UNA ROSA TRA I GIRASOLI_parte I

Immaginiamoci una rosa: è bellissima e si trova in un campo senza erba. È da sola, si eleva maestosa e non ha vegetazione intorno, solo terra. Ha spine in abbondanza. È un fiore superbo e altezzoso, incurante della solitudine e del poco verde. Che frutti raccoglierà?

Immaginiamoci adesso un campo pieno di girasoli: sono una squadra, si ergono altissimi e cambiano di continuo la loro posizione. Cercano, infatti, la luce dall’esterno e si muovono insieme. La sera, abbassano tutti la testa a terra.

Queste due specie di fiori rappresentano i due modi di concepire la vita: come esseri singoli o come squadra. Come protagonisti o come fratelli. Come pieni di sé o come alla ricerca sempre di una luce esterna.

Due stili di vita, due mondi inconciliabili, due destini completamente diversi. Solitudine, superbia, egocentrismo da una parte; umiltà, fratellanza e anche utilità dall’altra.

La rosa vive per se stessa, è appagata dalla sua bellezza e non si cura di nulla. Eppure, se ha la vita, non è certo per merito suo. Eppure, anche lei ha bisogno di luce e di acqua come tutti gli altri fiori. Ha scambiato la sua bellezza con la superiorità sugli altri, ma a torto: un brutto temporale può farla morire, come succede a tutti.

La rosa non ha eredi, non fatica per nessuno, non lascia nulla di sé. È bellissima, ma fine a se stessa. Gli altri la possono solo guardare, ma senza avvicinarsi troppo, perché si farebbero del male. La sua è una bellezza che non ha nessuna utilità, è effimera e senza valore. È un fiore tanto bello fuori, quanto inutile dentro.

Non è così per il girasole, fiore alto e splendente. Lui gioca di squadra, è sempre affiancato da altri compagni e, tutti insieme, cambiano direzione a seconda della luce del sole. Sanno che dipende dall’esterno la loro vitalità e, con umiltà e forza al tempo stesso, vanno dietro unitamente a ciò che dà loro vita. In questo modo si rafforzano sempre più e portano un frutto abbondante: un frutto che avevano già in sé, ma che può venir fuori solo grazie al loro comportamento giornaliero.

A quale dei due fiori assomigliamo? Chi rispecchia di più non solo il nostro comportamento, ma soprattutto l’idea che abbiamo di noi stessi e degli altri?

Ciascuno di noi risponderà: “Assomiglio al girasole!”

Come il girasole, riconosciamo infatti di aver bisogno di una fonte esterna per la nostra sopravvivenza: è Dio la nostra luce, che ci fa andare avanti giorno dopo giorno.
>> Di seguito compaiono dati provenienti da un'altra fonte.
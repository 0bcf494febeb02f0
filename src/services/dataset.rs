use crate::error::{Result, SynchroError};
use std::collections::HashMap;
use std::io;
use std::path::Path;

/// One row of a tabular dataset, keyed by column name
#[derive(Debug, Clone, PartialEq)]
pub struct Row {
    /// 1-based position among the data rows (header excluded)
    row_number: usize,
    values: HashMap<String, String>,
}

impl Row {
    pub fn new(row_number: usize, values: HashMap<String, String>) -> Self {
        Self { row_number, values }
    }

    pub fn row_number(&self) -> usize {
        self.row_number
    }

    /// Raw cell value; blank cells count as missing
    pub fn get(&self, column: &str) -> Result<&str> {
        self.optional(column)
            .ok_or_else(|| SynchroError::missing_field(column, self.row_number))
    }

    /// Raw cell value for columns that may be absent
    pub fn optional(&self, column: &str) -> Option<&str> {
        self.values
            .get(column)
            .map(|value| value.trim())
            .filter(|value| !value.is_empty())
    }

    pub fn text(&self, column: &str) -> Result<String> {
        self.get(column).map(str::to_string)
    }

    /// Non-negative whole number; spreadsheet exports such as "25.0" are accepted
    pub fn integer(&self, column: &str) -> Result<u32> {
        let raw = self.get(column)?;
        if let Ok(value) = raw.parse::<u32>() {
            return Ok(value);
        }

        match raw.parse::<f64>() {
            Ok(value) if value.fract() == 0.0 && value >= 0.0 && value <= u32::MAX as f64 => {
                Ok(value as u32)
            }
            _ => Err(SynchroError::invalid_value(column, self.row_number, raw)),
        }
    }

    /// Finite numeric value
    pub fn number(&self, column: &str) -> Result<f64> {
        let raw = self.get(column)?;
        raw.parse::<f64>()
            .ok()
            .filter(|value| value.is_finite())
            .ok_or_else(|| SynchroError::invalid_value(column, self.row_number, raw))
    }

    /// Indicator weight; a value above zero marks the attribute as present
    pub fn indicator(&self, column: &str) -> Result<f64> {
        self.number(column)
    }

    pub fn flag(&self, column: &str) -> Result<bool> {
        Ok(self.indicator(column)? > 0.0)
    }
}

/// Row-oriented table keyed by named columns
#[derive(Debug, Clone, Default, PartialEq)]
pub struct TabularDataset {
    columns: Vec<String>,
    rows: Vec<Row>,
}

impl TabularDataset {
    /// Load a CSV file with a header row
    pub fn from_path<P: AsRef<Path>>(path: P) -> Result<Self> {
        let path = path.as_ref();
        let file = std::fs::File::open(path)?;
        let dataset = Self::from_reader(file)?;

        tracing::debug!(
            "Loaded {} rows ({} columns) from {}",
            dataset.len(),
            dataset.columns.len(),
            path.display()
        );

        Ok(dataset)
    }

    /// Read CSV from any reader with a header row
    ///
    /// Short rows are tolerated here; the absent cells surface as
    /// `MissingField` when a consumer asks for them.
    pub fn from_reader<R: io::Read>(reader: R) -> Result<Self> {
        let mut reader = csv::ReaderBuilder::new()
            .has_headers(true)
            .flexible(true)
            .trim(csv::Trim::All)
            .from_reader(reader);

        let columns: Vec<String> = reader.headers()?.iter().map(str::to_string).collect();

        let rows = reader
            .records()
            .enumerate()
            .map(|(i, record)| -> Result<Row> {
                let record = record?;
                let values = columns
                    .iter()
                    .zip(record.iter())
                    .map(|(column, value)| (column.clone(), value.to_string()))
                    .collect();
                Ok(Row::new(i + 1, values))
            })
            .collect::<Result<Vec<_>>>()?;

        Ok(Self { columns, rows })
    }

    /// Build a dataset from in-memory records
    pub fn from_records<S: AsRef<str>>(columns: &[S], records: &[Vec<S>]) -> Self {
        let columns: Vec<String> = columns.iter().map(|c| c.as_ref().to_string()).collect();

        let rows = records
            .iter()
            .enumerate()
            .map(|(i, record)| {
                let values = columns
                    .iter()
                    .zip(record.iter())
                    .map(|(column, value)| (column.clone(), value.as_ref().to_string()))
                    .collect();
                Row::new(i + 1, values)
            })
            .collect();

        Self { columns, rows }
    }

    pub fn columns(&self) -> &[String] {
        &self.columns
    }

    pub fn has_column(&self, column: &str) -> bool {
        self.columns.iter().any(|c| c == column)
    }

    pub fn rows(&self) -> &[Row] {
        &self.rows
    }

    pub fn len(&self) -> usize {
        self.rows.len()
    }

    pub fn is_empty(&self) -> bool {
        self.rows.is_empty()
    }
}
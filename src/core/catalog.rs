use crate::error::Result;
use crate::models::{CosmeticProduct, Feature, SkinType};
use crate::services::{Row, TabularDataset};

pub const NAME_COLUMN: &str = "Name";
pub const BRAND_COLUMN: &str = "Brand";
pub const PRICE_COLUMN: &str = "Price";
pub const RANK_COLUMN: &str = "Rank";
pub const LABEL_COLUMN: &str = "Label";

/// Typed product records in catalog order
#[derive(Debug, Clone, Default, PartialEq)]
pub struct ProductCatalog {
    products: Vec<CosmeticProduct>,
}

impl ProductCatalog {
    pub fn new(products: Vec<CosmeticProduct>) -> Self {
        Self { products }
    }

    /// Build one product per dataset row, keeping row order
    pub fn from_dataset(dataset: &TabularDataset) -> Result<Self> {
        let products = dataset
            .rows()
            .iter()
            .map(parse_product)
            .collect::<Result<Vec<_>>>()?;

        tracing::info!("Product catalog built with {} products", products.len());

        Ok(Self::new(products))
    }

    pub fn products(&self) -> &[CosmeticProduct] {
        &self.products
    }

    pub fn iter(&self) -> std::slice::Iter<'_, CosmeticProduct> {
        self.products.iter()
    }

    pub fn len(&self) -> usize {
        self.products.len()
    }

    pub fn is_empty(&self) -> bool {
        self.products.is_empty()
    }
}

impl<'a> IntoIterator for &'a ProductCatalog {
    type Item = &'a CosmeticProduct;
    type IntoIter = std::slice::Iter<'a, CosmeticProduct>;

    fn into_iter(self) -> Self::IntoIter {
        self.iter()
    }
}

/// Parse a catalog row into a product
pub fn parse_product(row: &Row) -> Result<CosmeticProduct> {
    let name = row.text(NAME_COLUMN)?;
    let brand = row.text(BRAND_COLUMN)?;
    let price = row.number(PRICE_COLUMN)?;
    let rank = row.number(RANK_COLUMN)?;
    let label = row.optional(LABEL_COLUMN).map(str::to_string);

    let mut skin_types = Vec::with_capacity(SkinType::ALL.len());
    for skin_type in SkinType::ALL {
        if row.flag(skin_type.catalog_column())? {
            skin_types.push(skin_type);
        }
    }

    let mut features = Vec::with_capacity(Feature::ALL.len());
    for feature in Feature::ALL {
        if row.flag(feature.name())? {
            features.push(feature);
        }
    }

    Ok(CosmeticProduct {
        name,
        brand,
        label,
        price,
        rank,
        skin_types,
        features,
    })
}
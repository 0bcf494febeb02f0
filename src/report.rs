//! Rendering and persistence of recommendation reports

use crate::error::Result;
use crate::models::RecommendationReport;
use serde::Deserialize;
use std::fmt::Display;
use std::path::Path;

/// Report output format
#[derive(Debug, Clone, Copy, PartialEq, Eq, Default, Deserialize, clap::ValueEnum)]
#[serde(rename_all = "lowercase")]
pub enum OutputFormat {
    #[default]
    Text,
    Json,
}

pub fn render(report: &RecommendationReport, format: OutputFormat) -> Result<String> {
    match format {
        OutputFormat::Text => Ok(render_text(report)),
        OutputFormat::Json => render_json(report),
    }
}

/// Plain-text report: profile block, fit count, then the numbered recommendations
pub fn render_text(report: &RecommendationReport) -> String {
    let profile = &report.profile;
    let mut lines = vec![
        "Audience Profile".to_string(),
        format!("  - Age: {}", profile.age),
        format!("  - Gender: {}", profile.gender),
        format!("  - Skin Type: {}", profile.skin_type),
        format!("  - Cosmetic Features: {}", join(&profile.cosmetic_features)),
        String::new(),
        format!("Total Fit Products: {}", report.total_matching),
        String::new(),
    ];

    if !report.has_recommendations() {
        lines.push("No matching products found.".to_string());
        return lines.join("\n");
    }

    lines.push("Top Cosmetic Recommendations".to_string());
    lines.extend(report.recommendations.iter().map(|product| {
        format!(
            "{}. {} by {}\n   - Type: {}\n   - Rank: {}, Price: ${}\n   - Suitable for: {} skin\n   - Features: {}",
            product.position,
            product.name,
            product.brand,
            product.product_type,
            product.rank,
            product.price,
            join(&product.suitable_for),
            join(&product.features),
        )
    }));

    lines.join("\n")
}

pub fn render_json(report: &RecommendationReport) -> Result<String> {
    Ok(serde_json::to_string_pretty(report)?)
}

/// Persist rendered output, replacing any previous report
pub fn write_report<P: AsRef<Path>>(path: P, contents: &str) -> Result<()> {
    let path = path.as_ref();
    std::fs::write(path, contents)?;
    tracing::info!("Report written to {}", path.display());
    Ok(())
}

fn join<T: Display>(items: &[T]) -> String {
    items
        .iter()
        .map(|item| item.to_string())
        .collect::<Vec<_>>()
        .join(", ")
}
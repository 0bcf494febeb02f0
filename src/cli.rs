use crate::config::Settings;
use crate::report::OutputFormat;
use clap::Parser;
use std::path::PathBuf;

#[derive(Debug, Parser)]
#[command(name = "synchro-cosmetics")]
#[command(about = "Profile a survey audience and recommend matching cosmetic products")]
pub struct Cli {
    /// Configuration file (defaults to config/default and config/local)
    #[arg(short, long)]
    pub config: Option<PathBuf>,
    /// Audience survey CSV
    #[arg(short, long)]
    pub audience: Option<PathBuf>,
    /// Product catalog CSV
    #[arg(short = 'p', long)]
    pub catalog: Option<PathBuf>,
    /// Number of recommendations to list
    #[arg(short = 'n', long)]
    pub top_n: Option<usize>,
    /// Persist the rendered report
    #[arg(short, long)]
    pub save: bool,
    /// Where to persist the report
    #[arg(short, long)]
    pub output: Option<PathBuf>,
    #[arg(short, long, value_enum)]
    pub format: Option<OutputFormat>,
}

impl Cli {
    /// Command-line flags win over loaded settings
    pub fn apply(&self, settings: &mut Settings) {
        if let Some(path) = &self.audience {
            settings.data.audience_path = path.display().to_string();
        }
        if let Some(path) = &self.catalog {
            settings.data.catalog_path = path.display().to_string();
        }
        if let Some(top_n) = self.top_n {
            settings.report.top_n = top_n;
        }
        if self.save {
            settings.report.save_to_file = true;
        }
        if let Some(path) = &self.output {
            settings.report.output_path = path.display().to_string();
        }
        if let Some(format) = self.format {
            settings.report.format = format;
        }
    }
}
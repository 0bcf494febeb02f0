use crate::error::{Result, SynchroError};
use crate::models::{AudienceProfile, AudienceRecord, Feature, SkinType};
use crate::services::{Row, TabularDataset};

/// Number of requested features carried into the profile
pub const TOP_FEATURE_COUNT: usize = 3;

pub const AGE_COLUMN: &str = "Age";
pub const GENDER_COLUMN: &str = "Gender";

/// Reduces an audience survey to a single representative profile
#[derive(Debug, Clone, Default)]
pub struct AudienceProfiler {
    records: Vec<AudienceRecord>,
}

impl AudienceProfiler {
    pub fn new(records: Vec<AudienceRecord>) -> Self {
        Self { records }
    }

    /// Parse every survey row of the dataset
    pub fn from_dataset(dataset: &TabularDataset) -> Result<Self> {
        let records = dataset
            .rows()
            .iter()
            .map(parse_audience_record)
            .collect::<Result<Vec<_>>>()?;

        Ok(Self::new(records))
    }

    pub fn records(&self) -> &[AudienceRecord] {
        &self.records
    }

    pub fn create_profile(&self) -> Result<AudienceProfile> {
        create_profile(&self.records)
    }
}

/// Build the audience profile
///
/// # Rules
/// - age and gender are the most frequent values, ties going to the value
///   seen first
/// - the skin type with the highest indicator sum wins, ties going to the
///   earlier declared skin type
/// - features are ordered by indicator sum (stable, so ties keep declaration
///   order) and cut to the first `TOP_FEATURE_COUNT`
pub fn create_profile(records: &[AudienceRecord]) -> Result<AudienceProfile> {
    let empty = || SynchroError::EmptyInput("audience has no records".to_string());

    let age = most_frequent(records.iter().map(|r| r.age)).ok_or_else(empty)?;
    let gender = most_frequent(records.iter().map(|r| r.gender.as_str()))
        .ok_or_else(empty)?
        .to_string();
    let skin_type = dominant_skin_type(records).ok_or_else(empty)?;
    let cosmetic_features = top_features(records, TOP_FEATURE_COUNT);

    tracing::info!(
        "Audience profile built from {} records: age={}, gender={}, skin_type={}, features={:?}",
        records.len(),
        age,
        gender,
        skin_type,
        cosmetic_features
    );

    Ok(AudienceProfile {
        age,
        gender,
        skin_type,
        cosmetic_features,
    })
}

/// Parse a survey row into an audience record
pub fn parse_audience_record(row: &Row) -> Result<AudienceRecord> {
    let age = row.integer(AGE_COLUMN)?;
    let gender = row.text(GENDER_COLUMN)?;

    let mut skin_types = [0.0; 5];
    for skin_type in SkinType::ALL {
        skin_types[skin_type.index()] = row.indicator(&skin_type.audience_column())?;
    }

    let mut features = [0.0; 7];
    for feature in Feature::ALL {
        features[feature.index()] = row.indicator(feature.name())?;
    }

    Ok(AudienceRecord {
        age,
        gender,
        skin_types,
        features,
    })
}

/// Indicator sum per skin type, in declaration order
pub fn skin_type_totals(records: &[AudienceRecord]) -> Vec<(SkinType, f64)> {
    SkinType::ALL
        .iter()
        .map(|&skin_type| {
            let total = records.iter().map(|r| r.skin_type_weight(skin_type)).sum();
            (skin_type, total)
        })
        .collect()
}

/// Indicator sum per feature, in declaration order
pub fn feature_totals(records: &[AudienceRecord]) -> Vec<(Feature, f64)> {
    Feature::ALL
        .iter()
        .map(|&feature| {
            let total = records.iter().map(|r| r.feature_weight(feature)).sum();
            (feature, total)
        })
        .collect()
}

fn dominant_skin_type(records: &[AudienceRecord]) -> Option<SkinType> {
    if records.is_empty() {
        return None;
    }

    skin_type_totals(records)
        .into_iter()
        .fold(None, |best: Option<(SkinType, f64)>, (skin_type, total)| match best {
            Some((_, best_total)) if best_total.total_cmp(&total).is_ge() => best,
            _ => Some((skin_type, total)),
        })
        .map(|(skin_type, _)| skin_type)
}

fn top_features(records: &[AudienceRecord], count: usize) -> Vec<Feature> {
    let mut totals = feature_totals(records);

    // sort_by is stable
    totals.sort_by(|a, b| b.1.total_cmp(&a.1));

    totals.into_iter().take(count).map(|(feature, _)| feature).collect()
}

/// Most frequent value, ties resolved by first occurrence
fn most_frequent<T: PartialEq>(values: impl IntoIterator<Item = T>) -> Option<T> {
    let counts = values
        .into_iter()
        .fold(Vec::<(T, usize)>::new(), |mut counts, value| {
            match counts.iter_mut().find(|(seen, _)| *seen == value) {
                Some((_, count)) => *count += 1,
                None => counts.push((value, 1)),
            }
            counts
        });

    counts
        .into_iter()
        .fold(None, |best: Option<(T, usize)>, (value, count)| match best {
            Some((_, best_count)) if best_count >= count => best,
            _ => Some((value, count)),
        })
        .map(|(value, _)| value)
}
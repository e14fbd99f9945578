use std::path::PathBuf;
use std::sync::LazyLock;

const PROJECT_NAME: &str = env!("CARGO_PKG_NAME");

/// Path to the user config file: `$HOME/.config/dropmove.toml`
///
/// Returns `None` if the home directory cannot be determined.
pub static CONFIG_PATH: LazyLock<Option<PathBuf>> = LazyLock::new(|| {
    let home_dir = dirs::home_dir()?;
    Some(home_dir.join(".config").join(format!("{PROJECT_NAME}.toml")))
});

/// Path to the persisted app settings: `<user config dir>/dropmove/settings.json`
///
/// Returns `None` if the platform config directory cannot be determined.
pub static SETTINGS_PATH: LazyLock<Option<PathBuf>> = LazyLock::new(|| {
    let config_dir = dirs::config_dir()?;
    Some(config_dir.join(PROJECT_NAME).join("settings.json"))
});

/// Directory for move log files: `$HOME/logs/dropmove`
pub static LOG_DIR: LazyLock<Option<PathBuf>> = LazyLock::new(|| {
    let home_dir = dirs::home_dir()?;
    Some(home_dir.join("logs").join(PROJECT_NAME))
});
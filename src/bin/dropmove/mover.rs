use std::io::{self, Write};
use std::sync::Arc;

use anyhow::{Context, Result};
use colored::Colorize;
use tokio::io::AsyncReadExt;

use dropmove::{
    AppSettings, BatchReport, Conflict, ConflictAction, FileRef, LocalStorage, MoveOptions, MovePipeline,
    SubmitOutcome, print_bold, print_error, print_warning,
};

use crate::Args;
use crate::config::{Config, ConflictPolicy};
use crate::logger::MoveLogger;

pub struct DropMove {
    config: Config,
    settings: AppSettings,
}

impl DropMove {
    pub fn new(args: Args) -> Result<Self> {
        let settings = AppSettings::load()?.unwrap_or_default();
        let config = Config::from_args(args, &settings)?;
        Ok(Self { config, settings })
    }

    pub async fn run(&self) -> Result<()> {
        if self.config.debug {
            println!("{}", self.config);
        }
        if self.config.stdin_name.is_some() && self.config.on_conflict == ConflictPolicy::Ask && !self.config.dryrun {
            anyhow::bail!("Reading content from stdin requires --on-conflict to be rename, replace or skip");
        }

        if self.config.save {
            let path = self.config.updated_settings(&self.settings).save()?;
            println!("Settings saved to: {}", path.display());
        }

        let files = self.gather_files().await?;
        if files.is_empty() {
            if self.config.save {
                return Ok(());
            }
            anyhow::bail!("No files to move");
        }

        let destination = self
            .config
            .destination
            .as_deref()
            .context("No destination folder set, use --dest or save one with --save")?;

        let run_settings = self.config.updated_settings(&self.settings);
        let pipeline = MovePipeline::from_settings(Arc::new(LocalStorage), &run_settings).with_options(MoveOptions {
            copy_suffix: self.config.copy_suffix.clone(),
        });

        let mut logger = if self.config.log && !self.config.dryrun {
            let mut logger = MoveLogger::new()?;
            logger.log_init(&self.config);
            Some(logger)
        } else {
            None
        };

        self.print_plan(&pipeline, &files, &destination.display().to_string());

        if self.config.dryrun {
            return Self::print_conflicts_only(&pipeline, &files).await;
        }

        let report = match pipeline.submit_batch(files).await? {
            SubmitOutcome::Completed(report) => report,
            SubmitOutcome::Conflicts(conflicts) => {
                self.resolve_conflicts(&pipeline, &conflicts)?;
                if let Some(logger) = logger.as_mut() {
                    logger.log_conflicts(&pipeline.conflicts());
                }
                pipeline.run_move_batch().await?
            }
        };

        if let Some(logger) = logger.as_mut() {
            logger.log_report(&report);
        }
        self.print_report(&report);

        if report.all_handled() {
            Ok(())
        } else {
            anyhow::bail!("{} file(s) could not be moved", report.failed())
        }
    }

    /// Collect local files from the given paths and an optional stdin payload.
    async fn gather_files(&self) -> Result<Vec<FileRef>> {
        let mut files: Vec<FileRef> = Vec::with_capacity(self.config.paths.len() + 1);
        for path in &self.config.paths {
            match FileRef::local(path) {
                Ok(file) => files.push(file),
                Err(error) => print_error!("{error}"),
            }
        }

        if let Some(name) = &self.config.stdin_name {
            let mut payload = Vec::new();
            tokio::io::stdin()
                .read_to_end(&mut payload)
                .await
                .context("Failed to read stdin")?;
            files.push(FileRef::browser(name.clone(), payload));
        }

        Ok(files)
    }

    fn print_plan(&self, pipeline: &MovePipeline, files: &[FileRef], destination: &str) {
        print_bold!("Moving {} file(s) to {destination}", files.len());
        if self.config.organization.enabled && self.config.verbose {
            println!(
                "{}",
                dropmove::folder_structure_preview(&self.config.organization).dimmed()
            );
        }
        for file in files {
            let organized = pipeline.organized_path(&file.name);
            if self.config.verbose {
                let source = file
                    .path()
                    .map_or_else(|| "stdin".to_string(), |path| path.display().to_string());
                println!(
                    "  {source} -> {} ({})",
                    organized.cyan(),
                    dropmove::format_size(file.size)
                );
            } else if organized != file.name {
                println!("  {} -> {}", file.name, organized.cyan());
            }
        }
    }

    async fn print_conflicts_only(pipeline: &MovePipeline, files: &[FileRef]) -> Result<()> {
        let Some(destination) = pipeline.destination() else {
            return Ok(());
        };
        let conflicts =
            dropmove::detect_conflicts(&LocalStorage, files, destination, pipeline.organization()).await;
        if conflicts.is_empty() {
            println!("{}", "No conflicts".green());
        } else {
            print_warning!("{} file(s) would collide with an existing or repeated target:", conflicts.len());
            for conflict in &conflicts {
                println!("  {}", conflict.destination_path.display());
            }
        }
        println!("Dryrun: would have moved {} file(s)", files.len());
        Ok(())
    }

    /// Decide every conflict either from the configured policy or by asking the user.
    fn resolve_conflicts(&self, pipeline: &MovePipeline, conflicts: &[Conflict]) -> Result<()> {
        print_warning!("{} file(s) collide with an existing or repeated target", conflicts.len());

        if let Some(action) = self.config.on_conflict.action() {
            let count = pipeline.resolve_all(action)?;
            if self.config.verbose {
                println!("Applied '{action}' to {count} conflict(s)");
            }
            return Ok(());
        }

        for (index, conflict) in conflicts.iter().enumerate() {
            let action = match Self::ask_action(conflict) {
                Ok(action) => action,
                Err(error) => {
                    pipeline.cancel_resolution()?;
                    return Err(error);
                }
            };
            pipeline.resolve_conflict(index, action)?;
        }
        Ok(())
    }

    /// Prompt until a valid action is given. End of input skips the file.
    fn ask_action(conflict: &Conflict) -> Result<ConflictAction> {
        println!("{}", conflict.destination_path.display().to_string().yellow());
        loop {
            print!("{}", "[r]ename, [o]verwrite or [s]kip: ".magenta());
            io::stdout().flush()?;

            let mut input = String::new();
            if io::stdin().read_line(&mut input)? == 0 {
                println!();
                return Ok(ConflictAction::Skip);
            }
            match input.parse::<ConflictAction>() {
                Ok(action) => return Ok(action),
                Err(error) => print_error!("{error}"),
            }
        }
    }

    fn print_report(&self, report: &BatchReport) {
        for result in &report.results {
            if !result.success() {
                print_error!("{}: {}", result.file_name, result.message());
            } else if self.config.verbose {
                let target = result
                    .target
                    .as_deref()
                    .map_or_else(String::new, |path| format!(" -> {}", path.display()));
                println!("{}{target}: {}", result.file_name, result.message().green());
            }
        }

        let summary = report.to_string();
        if report.all_handled() {
            println!("{}", summary.green());
        } else {
            println!("{}", summary.red());
        }
    }
}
Tutti noi ne siamo consapevoli. Di Lui ci nutriamo e grazie a Lui portiamo frutto. Chi più, chi meno.

Ma cosa pensiamo degli altri? Che sono dei girasoli anche loro? O abbiamo la pretesa di sentirci una rosa in un campo di girasoli?

Spesso noi cristiani riconosciamo il nostro bisogno di Dio, ma non siamo umili abbastanza per ammettere che, nel nostro percorso, non siamo migliori degli altri. Fin quando si parla del rapporto che c’è tra noi e Dio, certo che viviamo alla Sua luce e nell’umiltà. Se invece il discorso si sposta tra noi e gli altri, è difficile mantenere lo stesso atteggiamento.

* Filippesi 2, 1-4: Se c’è pertanto qualche consolazione in Cristo, se c’è conforto derivante dalla carità, se c’è qualche comunanza di spirito, se ci sono sentimenti di amore e di compassione, rendete piena la mia gioia con l’unione dei vostri spiriti, con la stessa carità, con i medesimi sentimenti. Non fate nulla per spirito di rivalità o per vanagloria, ma ciascuno di voi, con tutta umiltà, consideri gli altri superiori a se stesso, senza cercare il proprio interesse, ma anche quello degli altri.

Perché il Signore ci invita a considerare gli altri come superiori? Neppure come uguali a noi, ma superiori!

Perché quello che ci richiede è il servizio.

Come posso servire un fratello, se penso che lui sia in grado di farlo da solo, al posto mio? Come posso servire se chi ho accanto non è bisognoso, come me, di qualcosa che viene dall’esterno e che nessuno dei due possiede?